One might also implement graceful process disposability by having all operations by idempotent - e.g., if it happens again after it dies, or is already running, then it’s okay. Another approach, although tricky, is Crash Only Design.
X. Dev/prod parity
The twelve factor app promotes that development environments should be extremely close to the production environment, because this makes continuous integration possible. Eliminate differences in tooling, enviornment, operating system, etc. if possible.
This is kind of the whole “devops” philosophy, at least how it was in its origin. The same people who develop the code, deploy the code. The developers deploy.
Also, nowadays there’s really no reason to use “lightweight” versions of backing services in dev mode, use homebrew dude. Also — pay attention to versioning, all deploys of the app (developer environments, staging, production) should be using the same type and version of each of the backing services.
Logs should be treated as an event stream. Even though they are thought of and modeled after a “log file” on the file system, they should be aggregated to a separate service. Logs are a time-ordered stream of events of activity on a server. One log = one line.
Anyways, the storage/file/management of logs should not be considered directly by an individual process of the twelve factor app directly. The app should simply stream the logs to
stdout. In development, the developer will see this in their terminal. In a deploy, on the other hand, the
stdout will be captured by the execution environment. The execution environment should collate the logs from other processes in the app, and send them off to a log aggregation service of some kind for long-term viewing/archiving.
XII. Admin processes
This refers to scripts, one-off “admin” scripts which need to be manually executed.

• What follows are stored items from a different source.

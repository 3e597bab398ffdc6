//! # Database Migrations
//!
//! Embedded SQL migrations for the SQLite workbook.
//!
//! ## Schema
//! ```text
//! ┌─────────────────────────────────────────────────────────────────────────┐
//! │  sheets                          sheet_rows                             │
//! │  ─────────────────               ──────────────────────────────         │
//! │  name   TEXT PK     ◄──────────  sheet     TEXT                         │
//! │  header TEXT (JSON)              position  INTEGER (0 = sheet row 2)    │
//! │                                  cells     TEXT (JSON array)            │
//! └─────────────────────────────────────────────────────────────────────────┘
//! ```
//!
//! The workbook mirrors a spreadsheet, so columns live inside the JSON cell
//! array rather than as SQL columns: adding a header cell needs no migration.
//!
//! ## Adding New Migrations
//! 1. Create `migrations/sqlite/NNN_description.sql` with the next number
//! 2. **NEVER** modify existing migrations - always add new ones

use sqlx::SqlitePool;
use tracing::info;

use crate::error::StoreResult;

/// Embedded migrations from the `migrations/sqlite` directory.
static MIGRATOR: sqlx::migrate::Migrator = sqlx::migrate!("../../migrations/sqlite");

/// Runs all pending database migrations. Idempotent.
pub async fn run_migrations(pool: &SqlitePool) -> StoreResult<()> {
    info!("Checking for pending migrations");

    MIGRATOR.run(pool).await?;

    info!("All migrations applied successfully");
    Ok(())
}

/// Returns (total_migrations, applied_migrations), for diagnostics.
pub async fn migration_status(pool: &SqlitePool) -> StoreResult<(usize, usize)> {
    let total = MIGRATOR.migrations.len();

    let applied: i64 = sqlx::query_scalar("SELECT COUNT(*) FROM _sqlx_migrations")
        .fetch_one(pool)
        .await
        .unwrap_or(0);

    Ok((total, applied as usize))
}
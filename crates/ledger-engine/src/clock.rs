//! # Clock
//!
//! Wall-clock access for timestamps, due dates and synthetic invoice ids.
//! Engines take an `Arc<dyn Clock>` so tests can pin "now".

use chrono::{Local, NaiveDate, NaiveDateTime};

pub trait Clock: Send + Sync {
    /// Local wall-clock time.
    fn now(&self) -> NaiveDateTime;

    fn today(&self) -> NaiveDate {
        self.now().date()
    }
}

/// The system's local time.
#[derive(Debug, Clone, Copy, Default)]
pub struct SystemClock;

impl Clock for SystemClock {
    fn now(&self) -> NaiveDateTime {
        Local::now().naive_local()
    }
}

/// A clock that always reads the same instant.
#[derive(Debug, Clone, Copy)]
pub struct FixedClock(pub NaiveDateTime);

impl FixedClock {
    /// Noon on the given day.
    pub fn on(date: NaiveDate) -> Self {
        FixedClock(date.and_hms_opt(12, 0, 0).unwrap_or_default())
    }
}

impl Clock for FixedClock {
    fn now(&self) -> NaiveDateTime {
        self.0
    }
}
//! # Validation Module
//!
//! Input validation for every mutating operation.
//!
//! ## Validation Strategy
//! ```text
//! ┌─────────────────────────────────────────────────────────────────────────┐
//! │                      Validation Layers                                  │
//! │                                                                         │
//! │  Layer 1: Presentation (forms)                                          │
//! │  └── Widgets already constrain most input                               │
//! │           │                                                             │
//! │           ▼                                                             │
//! │  Layer 2: Engine entry points                                           │
//! │  └── THIS MODULE: rules checked BEFORE the first sheet write            │
//! │           │                                                             │
//! │           ▼                                                             │
//! │  Layer 3: The spreadsheet                                               │
//! │  └── Nothing. Any cell accepts any text, so layer 2 is the last line.  │
//! └─────────────────────────────────────────────────────────────────────────┘
//! ```
//!
//! ## Usage
//! ```rust
//! use ledger_core::validation::{validate_sku, validate_quantity};
//!
//! validate_sku("THREAD-RED").unwrap();
//! validate_quantity(5).unwrap();
//! ```

use crate::error::ValidationError;
use crate::money::Money;
use crate::types::SaleLine;
use crate::{MAX_CART_LINES, MAX_LINE_QUANTITY};

/// Result type for validation operations.
pub type ValidationResult<T> = Result<T, ValidationError>;

const MAX_SKU_LEN: usize = 64;
const MAX_NAME_LEN: usize = 200;

// =============================================================================
// String Validators
// =============================================================================

/// Validates a SKU.
///
/// ## Rules
/// - Must not be empty
/// - At most 64 characters
/// - No control characters (a stray newline breaks key lookup)
///
/// Hand-maintained sheets use spaces and slashes in SKUs, so the character
/// set is otherwise open.
///
/// ```rust
/// use ledger_core::validation::validate_sku;
///
/// assert!(validate_sku("FAB 12/B").is_ok());
/// assert!(validate_sku("  ").is_err());
/// ```
pub fn validate_sku(sku: &str) -> ValidationResult<()> {
    let sku = sku.trim();

    if sku.is_empty() {
        return Err(ValidationError::Required {
            field: "sku".to_string(),
        });
    }

    if sku.chars().count() > MAX_SKU_LEN {
        return Err(ValidationError::TooLong {
            field: "sku".to_string(),
            max: MAX_SKU_LEN,
        });
    }

    if sku.chars().any(char::is_control) {
        return Err(ValidationError::invalid_format(
            "sku",
            "must not contain control characters",
        ));
    }

    Ok(())
}

/// Validates a display name (product, customer, expense category).
pub fn validate_name(field: &str, name: &str) -> ValidationResult<()> {
    let name = name.trim();

    if name.is_empty() {
        return Err(ValidationError::Required {
            field: field.to_string(),
        });
    }

    if name.chars().count() > MAX_NAME_LEN {
        return Err(ValidationError::TooLong {
            field: field.to_string(),
            max: MAX_NAME_LEN,
        });
    }

    Ok(())
}

/// Validates an id that must reference an existing row.
pub fn validate_id(field: &str, id: &str) -> ValidationResult<()> {
    if id.trim().is_empty() {
        return Err(ValidationError::Required {
            field: field.to_string(),
        });
    }
    Ok(())
}

/// Validates an optional email address. Blank is allowed.
pub fn validate_email(email: &str) -> ValidationResult<()> {
    let email = email.trim();
    if email.is_empty() {
        return Ok(());
    }
    match email.split_once('@') {
        Some((user, domain)) if !user.is_empty() && domain.contains('.') => Ok(()),
        _ => Err(ValidationError::invalid_format(
            "email",
            "must look like name@example.com",
        )),
    }
}

// =============================================================================
// Numeric Validators
// =============================================================================

/// Validates a sold quantity.
///
/// ## Rules
/// - Must be positive (> 0)
/// - Must not exceed `MAX_LINE_QUANTITY`
pub fn validate_quantity(qty: i64) -> ValidationResult<()> {
    if qty <= 0 {
        return Err(ValidationError::MustBePositive {
            field: "quantity".to_string(),
        });
    }

    if qty > MAX_LINE_QUANTITY {
        return Err(ValidationError::OutOfRange {
            field: "quantity".to_string(),
            min: 1,
            max: MAX_LINE_QUANTITY,
        });
    }

    Ok(())
}

/// Validates stock on hand for a new item (zero allowed).
pub fn validate_opening_stock(qty: i64) -> ValidationResult<()> {
    if qty < 0 {
        return Err(ValidationError::MustNotBeNegative {
            field: "stock".to_string(),
        });
    }
    Ok(())
}

/// Validates a money amount that may be zero (prices, totals, tax).
///
/// ```rust
/// use ledger_core::money::Money;
/// use ledger_core::validation::validate_non_negative;
///
/// assert!(validate_non_negative("price", Money::zero()).is_ok());
/// assert!(validate_non_negative("price", Money::from_cents(-1)).is_err());
/// ```
pub fn validate_non_negative(field: &str, amount: Money) -> ValidationResult<()> {
    if amount.is_negative() {
        return Err(ValidationError::MustNotBeNegative {
            field: field.to_string(),
        });
    }
    Ok(())
}

/// Validates a money amount that must be above zero (gift certificates,
/// expenses, credit top-ups).
pub fn validate_positive(field: &str, amount: Money) -> ValidationResult<()> {
    if !amount.is_positive() {
        return Err(ValidationError::MustBePositive {
            field: field.to_string(),
        });
    }
    Ok(())
}

/// Validates a unit cost.
pub fn validate_unit_cost(cost: f64) -> ValidationResult<()> {
    if !cost.is_finite() {
        return Err(ValidationError::invalid_format("cost", "must be a number"));
    }
    if cost < 0.0 {
        return Err(ValidationError::MustNotBeNegative {
            field: "cost".to_string(),
        });
    }
    Ok(())
}

// =============================================================================
// Collection Validators
// =============================================================================

/// Validates a cart before checkout.
///
/// ## Rules
/// - At least one line, at most `MAX_CART_LINES`
/// - Every line: non-empty SKU, `qty > 0`, `price ≥ 0`
pub fn validate_cart(lines: &[SaleLine]) -> ValidationResult<()> {
    if lines.is_empty() {
        return Err(ValidationError::Required {
            field: "cart".to_string(),
        });
    }

    if lines.len() > MAX_CART_LINES {
        return Err(ValidationError::OutOfRange {
            field: "cart lines".to_string(),
            min: 1,
            max: MAX_CART_LINES as i64,
        });
    }

    for line in lines {
        validate_sku(&line.sku)?;
        validate_quantity(line.qty)?;
        validate_non_negative("price", line.price)?;
    }

    Ok(())
}

// =============================================================================
// Unit Tests
// =============================================================================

Such as database migrations, data export, cleanup, seeding, etc.
A few things about scripts:
- Scripts should be run in an execution environment, against a specific release of the app.
- They should use the same config and codebase as any processes that run against that release
- Scripts should be checked into the codebase version control, to avoid synchronization issues.
All of the same principals mentioned above (dependency isolation, process formation, etc.) also applies to admin scripts.